Соловьева отпевали в университетской церкви, и там я в последний раз увидела его. Бледное лицо его с непривычно, совсем коротко остриженными волосами, еще бледнее и чище и строже, чем при жизни, напоминало прекрасную византийскую икону. Было лето, народу собралось гораздо меньше, чем было бы в другое время, не было, кажется, речей -- они тяжело нарушили бы строгий характер его простых похорон. Уже когда мы шли за гробом по Пречистенке к Девичьему монастырю, я очутилась рядом с женщиной, высокой, очень худой, изможденной, и узнала Е. И. Поливанову.

Я вдруг спросила ее:

-- Помните: "В былые годы любви невзгоды..."

Она улыбнулась и ответила быстро:

-- Нет, нет, не говорите мне... Я сейчас заплачу...

Были еще какие-то очень странные, по простой терминологии, "чудные" женщины, странно одетые, профессора, Трубецкие, Гольцев, студенты... Были нищие и знакомый нищий в дворянской фуражке, с бакенбардами и красным носом... Извозчики снимали на козлах шапки и крестились.

Похоронен Владимир Сергеевич Соловьев около отца. На деревянном кресте его долго висели: православная икона, перламутровый образ из Иерусалима и шитое шелками католическое изображение Ченстоховской Божьей Матери, которую он почитал особенно, с надписью по-латыни.
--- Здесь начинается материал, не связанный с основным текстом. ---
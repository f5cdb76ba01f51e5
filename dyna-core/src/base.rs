//! Core functionalities.
mod agent;
mod env;
mod policy;
mod space;
mod step;
pub use agent::Agent;
pub use env::Env;
pub use policy::Policy;
pub use space::{Action, Coord, State, STATE_STRIDE};
pub use step::{EpisodeBand, EpisodeRecord, PathQuality};
//! Base implementation of records.
use crate::error::DynaError;
use chrono::prelude::{DateTime, Local};
use std::collections::{
    hash_map::{IntoIter, Iter, Keys},
    HashMap,
};

/// Represents possible types of values that can be stored in a [`Record`].
#[derive(Debug, Clone, PartialEq)]
pub enum RecordValue {
    /// A single floating-point value, e.g. the number of steps of an episode.
    Scalar(f32),

    /// A timestamp with local timezone.
    DateTime(DateTime<Local>),

    /// A 1-dimensional array, e.g. steps of the latest episodes.
    Array1(Vec<f32>),

    /// A 2-dimensional array in row-major order with its shape `[rows, cols]`,
    /// e.g. a value table laid out on the grid.
    Array2(Vec<f32>, [usize; 2]),

    /// A text value, e.g. the name of an algorithm.
    String(String),
}

/// A container for storing key-value pairs of various data types.
///
/// # Examples
///
/// ```rust
/// use dyna_core::record::{Record, RecordValue};
///
/// let mut record = Record::from_scalar("steps", 12.0);
/// record.insert("algorithm", RecordValue::String("Dyna-Q".to_string()));
///
/// assert_eq!(record.get_scalar("steps").unwrap(), 12.0);
/// assert_eq!(record.get_string("algorithm").unwrap(), "Dyna-Q");
/// ```
#[derive(Debug, Clone, Default)]
pub struct Record(HashMap<String, RecordValue>);

impl Record {
    /// Creates an empty record.
    pub fn empty() -> Self {
        Self(HashMap::new())
    }

    /// Creates a record containing a single scalar value.
    pub fn from_scalar(name: impl Into<String>, value: f32) -> Self {
        Self(HashMap::from([(name.into(), RecordValue::Scalar(value))]))
    }

    /// Creates a record from a slice of key-value pairs.
    pub fn from_slice<K: Into<String> + Clone>(s: &[(K, RecordValue)]) -> Self {
        Self(
            s.iter()
                .map(|(k, v)| (k.clone().into(), v.clone()))
                .collect(),
        )
    }

    /// Returns an iterator over the keys in the record.
    pub fn keys(&self) -> Keys<String, RecordValue> {
        self.0.keys()
    }

    /// Inserts a key-value pair into the record.
    pub fn insert(&mut self, k: impl Into<String>, v: RecordValue) {
        self.0.insert(k.into(), v);
    }

    /// Returns an iterator over the key-value pairs in the record.
    pub fn iter(&self) -> Iter<'_, String, RecordValue> {
        self.0.iter()
    }

    /// Returns an iterator that consumes the record.
    pub fn into_iter_in_record(self) -> IntoIter<String, RecordValue> {
        self.0.into_iter()
    }

    /// Gets a reference to the value associated with the given key.
    pub fn get(&self, k: &str) -> Option<&RecordValue> {
        self.0.get(k)
    }

    /// Merges another record into this one in place.
    ///
    /// If both records contain the same key, the value from `record` wins.
    pub fn merge_inplace(&mut self, record: Record) {
        for (k, v) in record.into_iter_in_record() {
            self.0.insert(k, v);
        }
    }

    /// Gets a scalar value from the record.
    ///
    /// # Errors
    ///
    /// Returns an error if the key does not exist or the value is not a scalar.
    pub fn get_scalar(&self, k: &str) -> Result<f32, DynaError> {
        match self.0.get(k) {
            Some(RecordValue::Scalar(v)) => Ok(*v),
            Some(_) => Err(DynaError::RecordValueTypeError("Scalar".to_string())),
            None => Err(DynaError::RecordKeyError(k.to_string())),
        }
    }

    /// Gets a 1-dimensional array from the record.
    pub fn get_array1(&self, k: &str) -> Result<Vec<f32>, DynaError> {
        match self.0.get(k) {
            Some(RecordValue::Array1(v)) => Ok(v.clone()),
            Some(_) => Err(DynaError::RecordValueTypeError("Array1".to_string())),
            None => Err(DynaError::RecordKeyError(k.to_string())),
        }
    }

    /// Gets a 2-dimensional array and its shape from the record.
    pub fn get_array2(&self, k: &str) -> Result<(Vec<f32>, [usize; 2]), DynaError> {
        match self.0.get(k) {
            Some(RecordValue::Array2(v, s)) => Ok((v.clone(), *s)),
            Some(_) => Err(DynaError::RecordValueTypeError("Array2".to_string())),
            None => Err(DynaError::RecordKeyError(k.to_string())),
        }
    }

    /// Gets a string value from the record.
    pub fn get_string(&self, k: &str) -> Result<String, DynaError> {
        match self.0.get(k) {
            Some(RecordValue::String(s)) => Ok(s.clone()),
            Some(_) => Err(DynaError::RecordValueTypeError("String".to_string())),
            None => Err(DynaError::RecordKeyError(k.to_string())),
        }
    }

    /// Returns `true` if the record contains no key-value pairs.
    pub fn is_empty(&self) -> bool {
        self.0.is_empty()
    }

    /// Returns the number of key-value pairs.
    pub fn len(&self) -> usize {
        self.0.len()
    }
}

#[cfg(test)]
mod tests {
    use super::*;

    #[test]
    fn test_typed_getters() {
        let record = Record::from_slice(&[
            ("steps", RecordValue::Scalar(12.0)),
            ("grid", RecordValue::Array2(vec![1.0, 2.0], [1, 2])),
        ]);

        assert_eq!(record.get_scalar("steps"), Ok(12.0));
        assert_eq!(record.get_array2("grid"), Ok((vec![1.0, 2.0], [1, 2])));
        assert_eq!(
            record.get_array1("steps"),
            Err(DynaError::RecordValueTypeError("Array1".to_string()))
        );
        assert_eq!(
            record.get_scalar("reward"),
            Err(DynaError::RecordKeyError("reward".to_string()))
        );
    }

    #[test]
    fn test_merge_overwrites() {
        let mut a = Record::from_scalar("steps", 1.0);
        let mut b = Record::from_scalar("steps", 2.0);
        b.insert("reward", RecordValue::Scalar(1.0));

        a.merge_inplace(b);
        assert_eq!(a.len(), 2);
        assert_eq!(a.get_scalar("steps"), Ok(2.0));
    }
}
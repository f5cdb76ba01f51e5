use super::{Record, Recorder};

/// A recorder that ignores any record.
#[derive(Debug, Default)]
pub struct NullRecorder {}

impl Recorder for NullRecorder {
    /// Discard the given record.
    fn write(&mut self, _record: Record) {}
}
//! Agent.
use super::{Action, Env, EpisodeRecord, Policy, State};

/// A learner interacting with an environment it owns.
///
/// An episode is driven as `start`, `step` until the terminal flag is set,
/// `end`, then `reset`. [`Agent::run_episode`] does exactly this.
pub trait Agent<E: Env>: Policy {
    /// Name of the learning algorithm, used in logs and records.
    fn name(&self) -> &str;

    /// Takes the first action of an episode from `state`.
    fn start(&mut self, state: State) -> Action;

    /// Learns from arriving in `state` with `reward`, then takes the next action.
    fn step(&mut self, state: State, reward: f32) -> Action;

    /// Learns from the terminal state the agent is in. No action is taken.
    fn end(&mut self);

    /// Clears the per-episode fields. Learned values are kept.
    fn reset(&mut self);

    /// Plays one episode and appends its record to [`Agent::episodes`].
    fn run_episode(&mut self) -> EpisodeRecord {
        self.run_episode_with_budget(None)
    }

    /// Plays one episode, truncating it after `max_steps` actions if given.
    fn run_episode_with_budget(&mut self, max_steps: Option<usize>) -> EpisodeRecord;

    /// The environment.
    fn env(&self) -> &E;

    /// The environment, mutably.
    fn env_mut(&mut self) -> &mut E;

    /// Records of the episodes played so far.
    fn episodes(&self) -> &[EpisodeRecord];

    /// Maximal action value of every cell, laid out as `rows x cols`.
    fn value_grid(&self) -> (Vec<f32>, [usize; 2]);

    /// Visit counts of every cell, laid out as `rows x cols`.
    fn visit_grid(&self) -> (Vec<f32>, [usize; 2]);
}
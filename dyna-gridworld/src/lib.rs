#![warn(missing_docs)]
//! Gridworld environment with walls, traps, a goal and portals.
//!
//! ```rust
//! use dyna_core::{Action, Coord, Env};
//! use dyna_gridworld::{GridConfig, Gridworld};
//!
//! let env = Gridworld::build(&GridConfig::default()).unwrap();
//! assert_eq!(env.start(), Coord::new(1, 6));
//! assert_eq!(env.resolve_move(Coord::new(9, 1), Action::Down), Coord::new(9, 2));
//! assert!(env.is_terminal(Coord::new(9, 2)));
//! ```
mod config;
mod gridworld;
pub use config::GridConfig;
pub use gridworld::{Cell, Gridworld};
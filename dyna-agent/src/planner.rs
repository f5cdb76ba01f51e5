//! Planning strategies.
use crate::{
    Algorithm, LearnerConfig, RandomSource, StalenessTable, StateActionTable, Transition,
    TransitionModel,
};
use dyna_core::{Action, GridShape, State};

/// What a learner does besides direct updates.
#[derive(Clone, Debug)]
pub enum Planner {
    /// No model, no planning.
    None,

    /// Replays transitions of a learned model.
    DynaQ {
        /// Transitions observed so far.
        model: TransitionModel,

        /// The number of planning updates per real step.
        planning_steps: usize,
    },

    /// Replays transitions with an exploration bonus.
    DynaQPlus {
        /// Observed transitions, with untried actions of a visited state
        /// assumed to stay in place.
        model: TransitionModel,

        /// Real steps since each pair was last taken.
        tau: StalenessTable,

        /// The number of planning updates per real step.
        planning_steps: usize,

        /// Weight of the exploration bonus.
        kappa: f32,
    },
}

impl Planner {
    /// Constructs the planner of `config.algorithm`.
    pub fn build(config: &LearnerConfig, shape: GridShape) -> Self {
        match config.algorithm {
            Algorithm::QLearning => Planner::None,
            Algorithm::DynaQ => Planner::DynaQ {
                model: TransitionModel::new(shape),
                planning_steps: config.planning_steps,
            },
            Algorithm::DynaQPlus => Planner::DynaQPlus {
                model: TransitionModel::new(shape),
                tau: StalenessTable::new(shape),
                planning_steps: config.planning_steps,
                kappa: config.kappa,
            },
        }
    }

    /// The transition model, if any.
    pub fn model(&self) -> Option<&TransitionModel> {
        match self {
            Planner::None => None,
            Planner::DynaQ { model, .. } | Planner::DynaQPlus { model, .. } => Some(model),
        }
    }

    /// The staleness table of Dyna-Q+.
    pub fn tau(&self) -> Option<&StalenessTable> {
        match self {
            Planner::DynaQPlus { tau, .. } => Some(tau),
            _ => None,
        }
    }

    /// Records the outcome of taking `action` in `state`.
    ///
    /// Dyna-Q+ also fills the other actions of a state seen for the first
    /// time with a zero-reward transition back to the same state. The taken
    /// action is recorded first, the filled ones follow in index order.
    pub fn update_model(&mut self, state: State, action: Action, transition: Transition) {
        match self {
            Planner::None => {}
            Planner::DynaQ { model, .. } => model.insert(state, action, transition),
            Planner::DynaQPlus { model, .. } => {
                let first_visit = !model.contains(state);
                model.insert(state, action, transition);
                if first_visit {
                    let stay = Transition::Continues {
                        next: state,
                        reward: 0.0,
                    };
                    for a in Action::ALL.iter().filter(|a| **a != action) {
                        model.insert(state, *a, stay);
                    }
                }
            }
        }
    }

    /// Ages every pair by one real step and resets `(state, action)`.
    pub fn update_tau(&mut self, state: State, action: Action) {
        if let Planner::DynaQPlus { tau, .. } = self {
            tau.increment_all();
            tau.reset(state, action);
        }
    }

    /// Applies the planning updates to `q`.
    ///
    /// Draws a state then an action for every update. The model and the
    /// staleness counters are left untouched.
    pub fn plan<R: RandomSource>(
        &self,
        q: &mut StateActionTable,
        gamma: f32,
        step_size: f32,
        rng: &mut R,
    ) {
        match self {
            Planner::None => {}
            Planner::DynaQ {
                model,
                planning_steps,
            } => {
                for _ in 0..*planning_steps {
                    let (s, a, t) = model.sample(rng);
                    let target = t.target(q, gamma, 0.0);
                    q.update(s, a, target, step_size);
                }
            }
            Planner::DynaQPlus {
                model,
                tau,
                planning_steps,
                kappa,
            } => {
                for _ in 0..*planning_steps {
                    let (s, a, t) = model.sample(rng);
                    let bonus = kappa * (tau.get(s, a) as f64).sqrt() as f32;
                    let target = t.target(q, gamma, bonus);
                    q.update(s, a, target, step_size);
                }
            }
        }
    }
}

#[cfg(test)]
mod tests {
    use super::*;

    fn planner(algorithm: Algorithm) -> Planner {
        let config = LearnerConfig::default().algorithm(algorithm);
        Planner::build(&config, GridShape::new(8, 12).unwrap())
    }

    #[test]
    fn test_optimistic_fill() {
        let mut planner = planner(Algorithm::DynaQPlus);
        let t = Transition::Continues {
            next: State(15),
            reward: 0.0,
        };
        planner.update_model(State(16), Action::Up, t);

        let model = planner.model().unwrap();
        let actions = model
            .actions(State(16))
            .iter()
            .map(|(a, _)| *a)
            .collect::<Vec<_>>();
        assert_eq!(
            actions,
            vec![Action::Up, Action::Right, Action::Down, Action::Left]
        );
        assert_eq!(model.get(State(16), Action::Up), Some(t));
        for a in [Action::Right, Action::Down, Action::Left].iter() {
            assert_eq!(
                model.get(State(16), *a),
                Some(Transition::Continues {
                    next: State(16),
                    reward: 0.0
                })
            );
        }

        let t2 = Transition::Continues {
            next: State(6),
            reward: 0.0,
        };
        planner.update_model(State(16), Action::Left, t2);
        let model = planner.model().unwrap();
        assert_eq!(model.get(State(16), Action::Left), Some(t2));
        assert_eq!(model.get(State(16), Action::Up), Some(t));
    }

    #[test]
    fn test_dyna_q_has_no_fill() {
        let mut planner = planner(Algorithm::DynaQ);
        let t = Transition::Terminal { reward: 1.0 };
        planner.update_model(State(91), Action::Down, t);
        planner.update_model(State(91), Action::Down, t);
        let model = planner.model().unwrap();
        assert_eq!(model.actions(State(91)), &[(Action::Down, t)]);
        assert_eq!(model.len(), 1);
        assert!(planner.tau().is_none());
    }

    #[test]
    fn test_update_tau() {
        let mut planner = planner(Algorithm::DynaQPlus);
        planner.update_tau(State(16), Action::Left);
        planner.update_tau(State(6), Action::Right);
        let tau = planner.tau().unwrap();
        assert_eq!(tau.get(State(6), Action::Right), 0);
        assert_eq!(tau.get(State(16), Action::Left), 1);
        assert_eq!(tau.get(State(16), Action::Up), 2);
        assert_eq!(tau.get(State(110), Action::Down), 2);

        planner.update_tau(State(16), Action::Left);
        let tau = planner.tau().unwrap();
        assert_eq!(tau.get(State(16), Action::Left), 0);
        assert_eq!(tau.get(State(6), Action::Right), 1);
        assert_eq!(tau.get(State(110), Action::Down), 3);
    }

    #[test]
    fn test_q_learning_is_inert() {
        let mut planner = planner(Algorithm::QLearning);
        planner.update_model(State(16), Action::Up, Transition::Terminal { reward: 1.0 });
        planner.update_tau(State(16), Action::Up);
        assert!(planner.model().is_none());
        assert!(planner.tau().is_none());
    }
}
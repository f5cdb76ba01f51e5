use anyhow::Result;
use dyna_agent::{Algorithm, Learner, LearnerConfig};
use dyna_core::{
    record::{BufferedRecorder, NullRecorder},
    Agent, Env, Trainer, TrainerConfig,
};
use dyna_gridworld::{GridConfig, Gridworld};
use test_log::test;

fn agent(algorithm: Algorithm) -> Result<Learner<Gridworld>> {
    let env = Gridworld::build(&GridConfig::default())?;
    let config = LearnerConfig::default()
        .algorithm(algorithm)
        .planning_steps(10);
    Learner::build(config, env)
}

fn trainer_config() -> TrainerConfig {
    TrainerConfig::default().max_steps_per_episode(Some(10_000))
}

#[test]
fn test_fit_emits_diagnostics() -> Result<()> {
    let mut agent = agent(Algorithm::DynaQ)?;
    let mut recorder = BufferedRecorder::new();
    let mut trainer = Trainer::build(
        trainer_config()
            .late_portal_episode(3)
            .log_every(vec![0, 4])
            .plot(true),
    );

    trainer.fit(&mut agent, 6, &mut recorder)?;

    assert_eq!(trainer.episodes_played(), 6);
    assert!(trainer.late_portal_activated());
    assert!(agent.env().is_late_portal_active());

    let episodes = trainer
        .snapshots()
        .iter()
        .map(|s| s.episode)
        .collect::<Vec<_>>();
    assert_eq!(episodes, (0..6).collect::<Vec<_>>());
    assert!(trainer.snapshots().iter().all(|s| s.shape == [8, 12]));
    assert_eq!(trainer.snapshots()[5].values.len(), 96);

    assert_eq!(recorder.len(), 2);
    let records = recorder.iter().collect::<Vec<_>>();

    assert_eq!(records[0].get_scalar("episode")?, 0.0);
    assert_eq!(records[0].get_string("algorithm")?, "Dyna-Q");
    assert_eq!(records[0].get_array1("steps")?.len(), 1);
    assert!(records[0].get_scalar("episode_steps").is_ok());
    let (grid, shape) = records[0].get_array2("value_grid")?;
    assert_eq!((grid.len(), shape), (96, [8, 12]));

    assert_eq!(records[1].get_scalar("episode")?, 4.0);
    assert_eq!(records[1].get_array1("steps")?.len(), 5);
    assert_eq!(records[1].get_array1("reward")?.len(), 5);
    let min = records[1].get_scalar("episode_steps_min")?;
    let max = records[1].get_scalar("episode_steps_max")?;
    let mean = records[1].get_scalar("episode_steps_mean")?;
    assert!(min <= mean && mean <= max);
    let (visits, _) = records[1].get_array2("visit_grid")?;
    assert!(visits.iter().sum::<f32>() > 0.0);

    Ok(())
}

#[test]
fn test_fit_without_plot() -> Result<()> {
    let mut agent = agent(Algorithm::QLearning)?;
    let mut recorder = BufferedRecorder::new();
    let mut trainer = Trainer::build(trainer_config().log_every(vec![0, 1]));

    trainer.fit(&mut agent, 2, &mut recorder)?;
    assert!(recorder.is_empty());
    assert!(!trainer.late_portal_activated());
    assert!(!agent.env().is_late_portal_active());
    Ok(())
}

#[test]
fn test_late_portal_opens_once_across_calls() -> Result<()> {
    let mut agent = agent(Algorithm::DynaQPlus)?;
    let mut trainer = Trainer::build(trainer_config().late_portal_episode(3));

    trainer.fit(&mut agent, 2, &mut NullRecorder {})?;
    assert!(!agent.env().is_late_portal_active());

    trainer.fit(&mut agent, 3, &mut NullRecorder {})?;
    assert!(agent.env().is_late_portal_active());
    assert_eq!(trainer.episodes_played(), 5);
    assert_eq!(trainer.snapshots().len(), 5);
    assert_eq!(agent.episodes().len(), 5);
    Ok(())
}

#[test]
fn test_truncated_episodes() -> Result<()> {
    let mut agent = agent(Algorithm::DynaQ)?;
    let mut trainer = Trainer::build(TrainerConfig::default().max_steps_per_episode(Some(3)));

    trainer.fit(&mut agent, 2, &mut NullRecorder {})?;
    assert!(agent
        .episodes()
        .iter()
        .all(|e| e.truncated && e.steps == 3 && !e.is_optimal()));
    Ok(())
}

#[test]
fn test_zero_budget_is_rejected() -> Result<()> {
    let mut agent = agent(Algorithm::QLearning)?;
    let mut trainer = Trainer::build(TrainerConfig::default().max_steps_per_episode(Some(0)));
    assert!(trainer.fit(&mut agent, 1, &mut NullRecorder {}).is_err());
    assert_eq!(trainer.episodes_played(), 0);
    Ok(())
}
На памятнике, который поставила Надя, сестра его Поликсена захотела непременно, чтобы была надпись: "Ей, гряди, Господи!"

Все Соловьевы ушли.

Первый после Владимира, Михаил, умер при обстоятельствах необычайных; его жена застрелилась в ту минуту, когда доктора подтвердили его смерть.

Грустнее всех, казалось, была судьба Марии Сергеевны Безобразовой. Когда большевизм окончательно разметал нас, старшая ее девочка, заболевшая психически, умерла. Муж -- тоже, а она с двумя младшими дочерьми пропала без вести. Был слух, что и она умерла.

С Поликсеной мы давно встречались редко. Последние годы она жила на юге, в Феодосии, там переживала большевизм, голод, нищету и болезнь без помощи и нужных лекарств. Уже из Москвы, из больницы, она прислала мне последние свои стихи, в письме нашего общего друга. В этом стихотворении передана вся безмерная тоска по лесу, по его прелой, темной и душистой свежести. Лес она любила всегда особенно, больше всего. Я всегда вспоминала наше детство, как мы, перейдя огромный ров, вошли с ней около Мытищ в вековой еловый бор -- Лосиный Остров, в его грозную, холодную в жаркий день темноту, резко пахнувшую хвоей, и как она остановилась, очарованная.

Есть люди, за которых не страшно, когда их провожаешь к могиле. Таковы были они -- Соловьевы. Это особенно странно и трогательно в людях, страстно любивших жизнь, землю, ее прелесть. Пламенною любовью, духом Христа и непоколебимой верой в вечность горели их сердца.

И, может быть, на кресте каждого из них следовало бы написать великие слова, написанные на кресте Владимира Соловьева: "Ей, гряди, Господи!"